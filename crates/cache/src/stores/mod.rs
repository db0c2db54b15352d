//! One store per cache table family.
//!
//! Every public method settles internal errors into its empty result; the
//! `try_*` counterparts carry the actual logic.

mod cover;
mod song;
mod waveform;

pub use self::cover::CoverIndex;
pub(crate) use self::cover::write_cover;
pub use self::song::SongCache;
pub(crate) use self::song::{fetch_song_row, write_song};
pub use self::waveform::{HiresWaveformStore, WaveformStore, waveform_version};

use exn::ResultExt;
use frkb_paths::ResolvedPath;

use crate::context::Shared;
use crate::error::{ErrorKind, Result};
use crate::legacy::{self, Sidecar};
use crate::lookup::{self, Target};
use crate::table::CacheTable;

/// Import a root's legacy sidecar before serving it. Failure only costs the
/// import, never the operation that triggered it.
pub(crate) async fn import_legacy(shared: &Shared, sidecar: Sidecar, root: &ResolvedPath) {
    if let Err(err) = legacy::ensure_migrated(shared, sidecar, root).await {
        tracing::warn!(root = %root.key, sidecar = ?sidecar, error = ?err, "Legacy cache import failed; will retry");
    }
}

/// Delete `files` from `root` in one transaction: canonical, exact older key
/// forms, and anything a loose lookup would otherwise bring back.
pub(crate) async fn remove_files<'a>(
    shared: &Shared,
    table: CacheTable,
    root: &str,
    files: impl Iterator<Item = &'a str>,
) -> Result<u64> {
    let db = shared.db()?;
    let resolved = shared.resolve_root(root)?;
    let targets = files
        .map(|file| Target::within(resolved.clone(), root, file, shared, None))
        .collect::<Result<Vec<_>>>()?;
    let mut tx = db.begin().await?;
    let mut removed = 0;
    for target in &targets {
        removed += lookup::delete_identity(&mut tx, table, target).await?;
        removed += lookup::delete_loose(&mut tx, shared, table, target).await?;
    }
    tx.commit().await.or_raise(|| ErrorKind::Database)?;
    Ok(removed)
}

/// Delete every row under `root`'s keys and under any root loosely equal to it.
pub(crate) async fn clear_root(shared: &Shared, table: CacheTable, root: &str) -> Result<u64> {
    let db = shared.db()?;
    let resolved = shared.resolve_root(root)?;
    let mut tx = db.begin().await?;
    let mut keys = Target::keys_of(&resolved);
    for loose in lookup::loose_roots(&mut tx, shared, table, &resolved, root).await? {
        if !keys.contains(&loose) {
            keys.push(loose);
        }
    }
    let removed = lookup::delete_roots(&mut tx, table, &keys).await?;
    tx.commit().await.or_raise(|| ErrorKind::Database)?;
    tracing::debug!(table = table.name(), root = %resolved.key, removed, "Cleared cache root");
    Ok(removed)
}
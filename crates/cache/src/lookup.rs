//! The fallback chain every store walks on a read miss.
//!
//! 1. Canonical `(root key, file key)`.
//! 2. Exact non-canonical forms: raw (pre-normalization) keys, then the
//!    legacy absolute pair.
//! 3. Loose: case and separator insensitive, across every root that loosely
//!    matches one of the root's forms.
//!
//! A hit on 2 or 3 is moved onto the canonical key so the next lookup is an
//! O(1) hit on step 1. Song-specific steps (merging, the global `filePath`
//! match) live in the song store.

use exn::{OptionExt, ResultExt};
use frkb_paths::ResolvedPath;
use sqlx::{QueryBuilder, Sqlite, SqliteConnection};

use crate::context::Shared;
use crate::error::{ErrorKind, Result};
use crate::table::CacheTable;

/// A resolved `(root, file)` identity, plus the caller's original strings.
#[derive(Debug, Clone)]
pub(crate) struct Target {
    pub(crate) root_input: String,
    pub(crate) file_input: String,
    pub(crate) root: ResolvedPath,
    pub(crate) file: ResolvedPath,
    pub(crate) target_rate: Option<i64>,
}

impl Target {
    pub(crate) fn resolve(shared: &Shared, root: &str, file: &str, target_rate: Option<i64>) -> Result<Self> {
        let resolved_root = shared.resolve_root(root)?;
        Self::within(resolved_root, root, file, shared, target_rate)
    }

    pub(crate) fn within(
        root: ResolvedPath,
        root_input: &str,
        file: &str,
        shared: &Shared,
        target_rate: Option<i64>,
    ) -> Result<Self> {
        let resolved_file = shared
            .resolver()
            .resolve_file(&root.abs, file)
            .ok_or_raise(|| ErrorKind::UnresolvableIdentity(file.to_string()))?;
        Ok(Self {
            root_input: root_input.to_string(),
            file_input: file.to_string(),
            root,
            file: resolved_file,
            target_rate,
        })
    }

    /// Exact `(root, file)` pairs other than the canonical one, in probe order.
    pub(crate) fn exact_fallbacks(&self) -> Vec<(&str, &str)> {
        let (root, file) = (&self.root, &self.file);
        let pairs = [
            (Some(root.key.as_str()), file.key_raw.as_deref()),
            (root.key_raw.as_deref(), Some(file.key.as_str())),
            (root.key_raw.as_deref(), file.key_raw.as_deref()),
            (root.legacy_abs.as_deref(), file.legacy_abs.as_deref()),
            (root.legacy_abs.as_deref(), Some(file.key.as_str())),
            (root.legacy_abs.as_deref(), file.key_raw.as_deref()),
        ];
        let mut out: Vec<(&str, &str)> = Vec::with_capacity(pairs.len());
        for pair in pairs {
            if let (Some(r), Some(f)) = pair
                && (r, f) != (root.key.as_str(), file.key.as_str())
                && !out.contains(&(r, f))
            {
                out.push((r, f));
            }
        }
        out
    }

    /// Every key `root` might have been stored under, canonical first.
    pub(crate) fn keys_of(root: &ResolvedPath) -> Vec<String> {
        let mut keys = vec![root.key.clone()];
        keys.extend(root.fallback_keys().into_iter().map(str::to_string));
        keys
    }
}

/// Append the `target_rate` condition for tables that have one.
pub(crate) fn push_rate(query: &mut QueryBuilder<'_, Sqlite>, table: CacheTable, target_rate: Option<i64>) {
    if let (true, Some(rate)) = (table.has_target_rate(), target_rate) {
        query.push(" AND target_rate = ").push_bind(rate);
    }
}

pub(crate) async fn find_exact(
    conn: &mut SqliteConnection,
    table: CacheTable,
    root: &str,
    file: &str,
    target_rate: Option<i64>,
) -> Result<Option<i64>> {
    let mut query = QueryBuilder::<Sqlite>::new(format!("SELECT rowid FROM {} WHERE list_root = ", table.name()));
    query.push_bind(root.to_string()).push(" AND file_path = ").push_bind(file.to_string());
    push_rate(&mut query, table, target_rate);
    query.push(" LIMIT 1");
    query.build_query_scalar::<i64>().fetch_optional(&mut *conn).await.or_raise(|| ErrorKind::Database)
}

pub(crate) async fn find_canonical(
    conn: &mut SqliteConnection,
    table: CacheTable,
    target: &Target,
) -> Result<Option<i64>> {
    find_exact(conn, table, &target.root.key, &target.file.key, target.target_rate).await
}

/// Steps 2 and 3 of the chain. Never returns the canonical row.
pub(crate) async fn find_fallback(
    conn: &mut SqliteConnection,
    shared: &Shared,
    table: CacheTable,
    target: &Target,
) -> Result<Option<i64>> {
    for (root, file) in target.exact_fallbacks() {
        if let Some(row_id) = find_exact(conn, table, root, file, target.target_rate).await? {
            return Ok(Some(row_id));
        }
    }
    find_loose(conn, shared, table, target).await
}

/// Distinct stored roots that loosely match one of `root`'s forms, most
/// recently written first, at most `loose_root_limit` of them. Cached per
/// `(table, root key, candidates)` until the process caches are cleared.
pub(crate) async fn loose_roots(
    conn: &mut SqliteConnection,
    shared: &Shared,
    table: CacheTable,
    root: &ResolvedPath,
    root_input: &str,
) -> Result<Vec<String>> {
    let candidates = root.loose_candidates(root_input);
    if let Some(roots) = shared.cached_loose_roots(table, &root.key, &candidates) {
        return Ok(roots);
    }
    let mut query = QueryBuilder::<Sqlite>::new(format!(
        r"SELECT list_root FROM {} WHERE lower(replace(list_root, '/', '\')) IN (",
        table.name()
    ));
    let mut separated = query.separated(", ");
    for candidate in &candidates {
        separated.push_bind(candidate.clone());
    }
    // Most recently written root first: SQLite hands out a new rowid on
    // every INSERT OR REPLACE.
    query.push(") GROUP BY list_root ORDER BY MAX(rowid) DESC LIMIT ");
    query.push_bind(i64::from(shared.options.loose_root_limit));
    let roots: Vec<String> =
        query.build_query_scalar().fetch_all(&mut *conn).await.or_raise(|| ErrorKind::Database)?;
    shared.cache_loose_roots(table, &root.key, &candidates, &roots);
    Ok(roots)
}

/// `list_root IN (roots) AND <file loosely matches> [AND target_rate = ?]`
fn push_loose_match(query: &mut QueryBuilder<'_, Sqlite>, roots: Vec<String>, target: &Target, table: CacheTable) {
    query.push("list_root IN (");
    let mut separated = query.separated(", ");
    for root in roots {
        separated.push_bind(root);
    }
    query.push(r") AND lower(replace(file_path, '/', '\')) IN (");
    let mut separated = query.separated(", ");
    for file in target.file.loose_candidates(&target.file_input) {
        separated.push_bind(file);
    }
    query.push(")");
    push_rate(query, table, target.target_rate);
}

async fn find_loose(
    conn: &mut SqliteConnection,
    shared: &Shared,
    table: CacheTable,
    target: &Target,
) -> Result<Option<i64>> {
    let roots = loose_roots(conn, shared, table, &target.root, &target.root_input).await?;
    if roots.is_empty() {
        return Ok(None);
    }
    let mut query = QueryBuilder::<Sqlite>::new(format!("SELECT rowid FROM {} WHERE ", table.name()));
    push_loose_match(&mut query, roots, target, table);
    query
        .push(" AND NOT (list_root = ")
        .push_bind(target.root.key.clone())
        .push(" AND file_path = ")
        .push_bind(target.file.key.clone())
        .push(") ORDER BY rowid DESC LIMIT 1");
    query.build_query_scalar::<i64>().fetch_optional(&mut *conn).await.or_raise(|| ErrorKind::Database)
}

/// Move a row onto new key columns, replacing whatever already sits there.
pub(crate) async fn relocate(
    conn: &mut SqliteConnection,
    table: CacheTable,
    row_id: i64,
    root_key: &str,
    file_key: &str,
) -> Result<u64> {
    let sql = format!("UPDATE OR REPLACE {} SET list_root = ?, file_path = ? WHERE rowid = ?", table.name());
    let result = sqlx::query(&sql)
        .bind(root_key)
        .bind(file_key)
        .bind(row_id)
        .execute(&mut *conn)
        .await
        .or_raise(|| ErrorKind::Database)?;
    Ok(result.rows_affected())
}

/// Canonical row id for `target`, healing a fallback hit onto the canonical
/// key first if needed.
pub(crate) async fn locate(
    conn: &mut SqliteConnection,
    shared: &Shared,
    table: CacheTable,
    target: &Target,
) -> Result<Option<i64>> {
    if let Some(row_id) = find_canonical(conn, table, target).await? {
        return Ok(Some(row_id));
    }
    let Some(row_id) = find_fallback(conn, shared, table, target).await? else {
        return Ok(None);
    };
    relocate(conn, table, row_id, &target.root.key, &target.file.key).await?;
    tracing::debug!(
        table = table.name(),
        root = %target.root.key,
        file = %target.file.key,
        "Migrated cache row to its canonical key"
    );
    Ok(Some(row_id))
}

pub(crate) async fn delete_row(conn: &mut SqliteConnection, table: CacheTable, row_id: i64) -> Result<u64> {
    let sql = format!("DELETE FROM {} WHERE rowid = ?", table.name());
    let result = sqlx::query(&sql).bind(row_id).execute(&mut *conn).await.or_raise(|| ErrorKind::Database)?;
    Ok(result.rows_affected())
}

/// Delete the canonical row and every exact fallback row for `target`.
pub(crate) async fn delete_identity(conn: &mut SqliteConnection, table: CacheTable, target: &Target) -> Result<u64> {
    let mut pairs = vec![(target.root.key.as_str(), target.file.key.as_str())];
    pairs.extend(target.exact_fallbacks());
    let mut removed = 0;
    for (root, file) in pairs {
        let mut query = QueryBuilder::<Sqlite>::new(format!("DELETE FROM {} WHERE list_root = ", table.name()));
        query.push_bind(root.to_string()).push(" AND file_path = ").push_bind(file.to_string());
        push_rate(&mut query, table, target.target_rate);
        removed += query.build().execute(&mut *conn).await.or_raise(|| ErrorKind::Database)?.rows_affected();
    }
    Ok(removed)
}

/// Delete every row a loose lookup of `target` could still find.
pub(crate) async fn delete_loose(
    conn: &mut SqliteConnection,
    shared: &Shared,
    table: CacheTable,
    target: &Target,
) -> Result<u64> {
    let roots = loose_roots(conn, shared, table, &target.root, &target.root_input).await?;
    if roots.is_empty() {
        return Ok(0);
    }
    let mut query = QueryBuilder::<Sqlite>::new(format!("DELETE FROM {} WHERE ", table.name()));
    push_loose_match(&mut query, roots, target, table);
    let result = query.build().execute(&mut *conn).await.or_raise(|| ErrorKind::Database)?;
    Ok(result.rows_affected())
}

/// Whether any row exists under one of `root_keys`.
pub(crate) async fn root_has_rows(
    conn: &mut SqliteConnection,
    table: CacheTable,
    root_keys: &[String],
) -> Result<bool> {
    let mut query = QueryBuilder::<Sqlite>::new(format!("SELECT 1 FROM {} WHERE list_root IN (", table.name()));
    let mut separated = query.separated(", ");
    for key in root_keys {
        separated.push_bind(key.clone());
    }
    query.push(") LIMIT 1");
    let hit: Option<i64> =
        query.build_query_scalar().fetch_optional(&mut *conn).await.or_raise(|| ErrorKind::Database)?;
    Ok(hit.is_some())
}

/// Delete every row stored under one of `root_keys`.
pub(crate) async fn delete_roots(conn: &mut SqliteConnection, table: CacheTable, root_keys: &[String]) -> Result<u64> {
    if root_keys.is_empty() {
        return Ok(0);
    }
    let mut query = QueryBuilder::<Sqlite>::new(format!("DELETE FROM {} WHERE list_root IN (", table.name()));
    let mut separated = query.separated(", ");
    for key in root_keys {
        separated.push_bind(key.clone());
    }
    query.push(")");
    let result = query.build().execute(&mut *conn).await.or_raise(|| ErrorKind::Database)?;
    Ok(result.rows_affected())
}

- _What you need to do_
Lines to set down from above: the line with "pub use self::song::SongCache;", the line with "let targets = files", and every line between, each exactly as written.

- _Task answer_
pub use self::song::SongCache;
pub(crate) use self::song::{fetch_song_row, write_song};
pub use self::waveform::{HiresWaveformStore, WaveformStore, waveform_version};

use exn::ResultExt;
use frkb_paths::ResolvedPath;

use crate::context::Shared;
use crate::error::{ErrorKind, Result};
use crate::legacy::{self, Sidecar};
use crate::lookup::{self, Target};
use crate::table::CacheTable;

/// Import a root's legacy sidecar before serving it. Failure only costs the
/// import, never the operation that triggered it.
pub(crate) async fn import_legacy(shared: &Shared, sidecar: Sidecar, root: &ResolvedPath) {
    if let Err(err) = legacy::ensure_migrated(shared, sidecar, root).await {
        tracing::warn!(root = %root.key, sidecar = ?sidecar, error = ?err, "Legacy cache import failed; will retry");
    }
}

/// Delete `files` from `root` in one transaction: canonical, exact older key
/// forms, and anything a loose lookup would otherwise bring back.
pub(crate) async fn remove_files<'a>(
    shared: &Shared,
    table: CacheTable,
    root: &str,
    files: impl Iterator<Item = &'a str>,
) -> Result<u64> {
    let db = shared.db()?;
    let resolved = shared.resolve_root(root)?;
    let targets = files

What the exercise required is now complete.